Go line by line through the entries below and copy those containing the string "false".

[RECORDS SUPPLIED — start]

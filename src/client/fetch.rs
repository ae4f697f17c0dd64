//! Main DataCite MDS client implementation.
//!
//! Provides [`DoiClient`], which registers DOIs, checks where they resolve,
//! moves them to a new landing page and deletes their metadata.
//!
//! # Examples
//!
//! ## Registering a DOI
//!
//! ```ignore
//! use datacite_mds_client::{DoiClient, Settings};
//!
//! #[tokio::main]
//! async fn main() -> Result<(), Box<dyn std::error::Error>> {
//!     let settings = Settings::from_json_str(&std::fs::read_to_string("config.json")?)?;
//!     let client = DoiClient::create(&settings, None)?;
//!
//!     client
//!         .register_doi("10.5072/opustest-999", &xml, "https://example.org/frontdoor/999")
//!         .await?;
//!     Ok(())
//! }
//! ```
//!
//! ## Checking a DOI
//!
//! ```ignore
//! let resolves = client
//!     .check_doi("10.5072/opustest-999", "https://example.org/frontdoor/999")
//!     .await?;
//! ```
//!
//! A freshly registered or updated DOI can take 24 to 72 hours to become
//! resolvable through the handle system; `check_doi` reports `false` until then.

use crate::client::utils::{basic_auth_header, response_log_lines};
use crate::config::{ClientConfig, Settings};
use crate::error::{DoiError, Result};
use crate::logger::{DoiLogger, NoopLogger};
use crate::protocol::{self, MdsOperation};
use crate::types::MdsResponse;
use reqwest::header::{HeaderValue, AUTHORIZATION, CONTENT_TYPE};
use std::sync::Arc;

/// Client for one DataCite MDS account.
///
/// Holds only immutable configuration and a pooled `reqwest::Client`, so it is
/// cheap to clone and safe to share between tasks. Every call opens its own
/// HTTP exchange; nothing is retried or cached.
#[derive(Clone)]
pub struct DoiClient {
    client: reqwest::Client,
    config: Arc<ClientConfig>,
    authorization: HeaderValue,
    logger: Arc<dyn DoiLogger>,
}

impl DoiClient {
    /// Create a client from the `doi.registration.datacite` settings.
    ///
    /// # Errors
    ///
    /// Returns [`DoiError::Configuration`] if username, password or service URL is
    /// missing or empty. The failure is logged at error level first.
    pub fn create(settings: &Settings, logger: Option<Arc<dyn DoiLogger>>) -> Result<Self> {
        let logger = or_noop(logger);
        let config = match ClientConfig::from_settings(settings) {
            Ok(config) => config,
            Err(e) => {
                logger.err(&e.to_string());
                return Err(e);
            }
        };
        Self::build(config, None, logger)
    }

    /// Create a client from an explicit configuration.
    ///
    /// # Errors
    ///
    /// Same validation as [`DoiClient::create`]; also fails with
    /// [`DoiError::Transport`] if the HTTP client cannot be built.
    pub fn new(config: ClientConfig, logger: Option<Arc<dyn DoiLogger>>) -> Result<Self> {
        Self::build(config, None, or_noop(logger))
    }

    /// Create a client that sends its requests through `http`.
    ///
    /// Timeout and user agent from `config` are ignored in favour of whatever
    /// `http` was built with.
    ///
    /// # Errors
    ///
    /// Returns [`DoiError::Configuration`] for incomplete configuration.
    pub fn with_http_client(
        config: ClientConfig,
        http: reqwest::Client,
        logger: Option<Arc<dyn DoiLogger>>,
    ) -> Result<Self> {
        Self::build(config, Some(http), or_noop(logger))
    }

    fn build(
        config: ClientConfig,
        http: Option<reqwest::Client>,
        logger: Arc<dyn DoiLogger>,
    ) -> Result<Self> {
        if let Err(e) = config.validate() {
            logger.err(&e.to_string());
            return Err(e);
        }

        let authorization = basic_auth_header(&config.username, &config.password)?;

        let client = match http {
            Some(client) => client,
            None => {
                let mut builder = reqwest::Client::builder().user_agent(config.user_agent.as_str());
                if let Some(timeout) = config.timeout {
                    builder = builder.timeout(timeout);
                }
                builder.build()?
            }
        };

        Ok(DoiClient {
            client,
            config: Arc::new(config),
            authorization,
            logger,
        })
    }

    /// Register `doi` with the metadata in `xml` and point it at `landing_page_url`.
    ///
    /// Uploads the metadata first (`POST /metadata`) and, only if that returned
    /// `201`, mints the DOI (`PUT /doi/{doi}`).
    ///
    /// # Errors
    ///
    /// Returns [`DoiError::Registration`] if either call does not return `201`
    /// and [`DoiError::Transport`] if a request cannot be completed.
    #[tracing::instrument(level = "debug", skip(self, xml))]
    pub async fn register_doi(&self, doi: &str, xml: &str, landing_page_url: &str) -> Result<()> {
        let response = self
            .send(
                MdsOperation::UploadMetadata,
                &protocol::metadata_url(&self.config.service_url),
                Some(xml.to_string()),
            )
            .await?;
        self.log_response(MdsOperation::UploadMetadata, &response, None);
        self.expect_status(MdsOperation::UploadMetadata, &response)?;

        let response = self
            .send(
                MdsOperation::MintDoi,
                &protocol::doi_url(&self.config.service_url, doi),
                Some(protocol::mint_body(doi, landing_page_url)),
            )
            .await?;
        self.log_response(MdsOperation::MintDoi, &response, None);
        self.expect_status(MdsOperation::MintDoi, &response)
    }

    /// Check that `doi` is registered and resolves to exactly `landing_page_url`.
    ///
    /// Any status other than `200`, or a body that differs from
    /// `landing_page_url` in any byte, yields `Ok(false)`.
    ///
    /// # Errors
    ///
    /// Only [`DoiError::Transport`]; unexpected statuses are never errors here.
    #[tracing::instrument(level = "debug", skip(self))]
    pub async fn check_doi(&self, doi: &str, landing_page_url: &str) -> Result<bool> {
        let response = self
            .send(
                MdsOperation::CheckDoi,
                &protocol::doi_url(&self.config.service_url, doi),
                None,
            )
            .await?;
        self.log_response(MdsOperation::CheckDoi, &response, Some(landing_page_url));

        Ok(response.resolves_to(landing_page_url))
    }

    /// Point an already registered `doi` at `new_url`.
    ///
    /// # Errors
    ///
    /// Returns [`DoiError::Registration`] if the service does not answer `201`.
    #[tracing::instrument(level = "debug", skip(self))]
    pub async fn update_url_for_doi(&self, doi: &str, new_url: &str) -> Result<()> {
        let response = self
            .send(
                MdsOperation::UpdateUrl,
                &protocol::doi_url(&self.config.service_url, doi),
                Some(protocol::mint_body(doi, new_url)),
            )
            .await?;
        self.log_response(MdsOperation::UpdateUrl, &response, None);
        self.expect_status(MdsOperation::UpdateUrl, &response)
    }

    /// Delete (mark inactive) the metadata stored for `doi`.
    ///
    /// # Errors
    ///
    /// Returns [`DoiError::Registration`] if the service does not answer `200`.
    #[tracing::instrument(level = "debug", skip(self))]
    pub async fn delete_metadata_for_doi(&self, doi: &str) -> Result<()> {
        let response = self
            .send(
                MdsOperation::DeleteMetadata,
                &protocol::metadata_doi_url(&self.config.service_url, doi),
                None,
            )
            .await?;
        self.log_response(MdsOperation::DeleteMetadata, &response, None);
        self.expect_status(MdsOperation::DeleteMetadata, &response)
    }

    /// Get the client configuration
    pub fn config(&self) -> &ClientConfig {
        &self.config
    }

    /// Send a single authenticated request and read the whole response.
    async fn send(
        &self,
        operation: MdsOperation,
        url: &str,
        body: Option<String>,
    ) -> Result<MdsResponse> {
        let mut req_builder = self
            .client
            .request(operation.method(), url)
            .header(AUTHORIZATION, self.authorization.clone());

        if let Some(body) = body {
            if let Some(content_type) = operation.content_type() {
                req_builder = req_builder.header(CONTENT_TYPE, content_type);
            }
            req_builder = req_builder.body(body);
        }

        let response = req_builder.send().await?;
        let status = response.status().as_u16();
        let body = response.bytes().await?.to_vec();

        Ok(MdsResponse { status, body })
    }

    fn log_response(
        &self,
        operation: MdsOperation,
        response: &MdsResponse,
        expected_body: Option<&str>,
    ) {
        for line in response_log_lines(operation, response, expected_body) {
            self.logger.debug(&line);
        }
    }

    fn expect_status(&self, operation: MdsOperation, response: &MdsResponse) -> Result<()> {
        if response.has_status(operation.expected_status()) {
            return Ok(());
        }

        let err = DoiError::Registration {
            operation,
            status: response.status,
        };
        self.logger.err(&err.to_string());
        Err(err)
    }
}

fn or_noop(logger: Option<Arc<dyn DoiLogger>>) -> Arc<dyn DoiLogger> {
    match logger {
        Some(logger) => logger,
        None => Arc::new(NoopLogger),
    }
}

impl std::fmt::Debug for DoiClient {
    fn fmt(&self, f: &mut std::fmt::Formatter<'_>) -> std::fmt::Result {
        f.debug_struct("DoiClient")
            .field("config", &self.config)
            .finish_non_exhaustive()
    }
}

[RECORDS SUPPLIED — finish]

— ANSWER SECTION —
//! resolvable through the handle system; `check_doi` reports `false` until then.
    /// `landing_page_url` in any byte, yields `Ok(false)`.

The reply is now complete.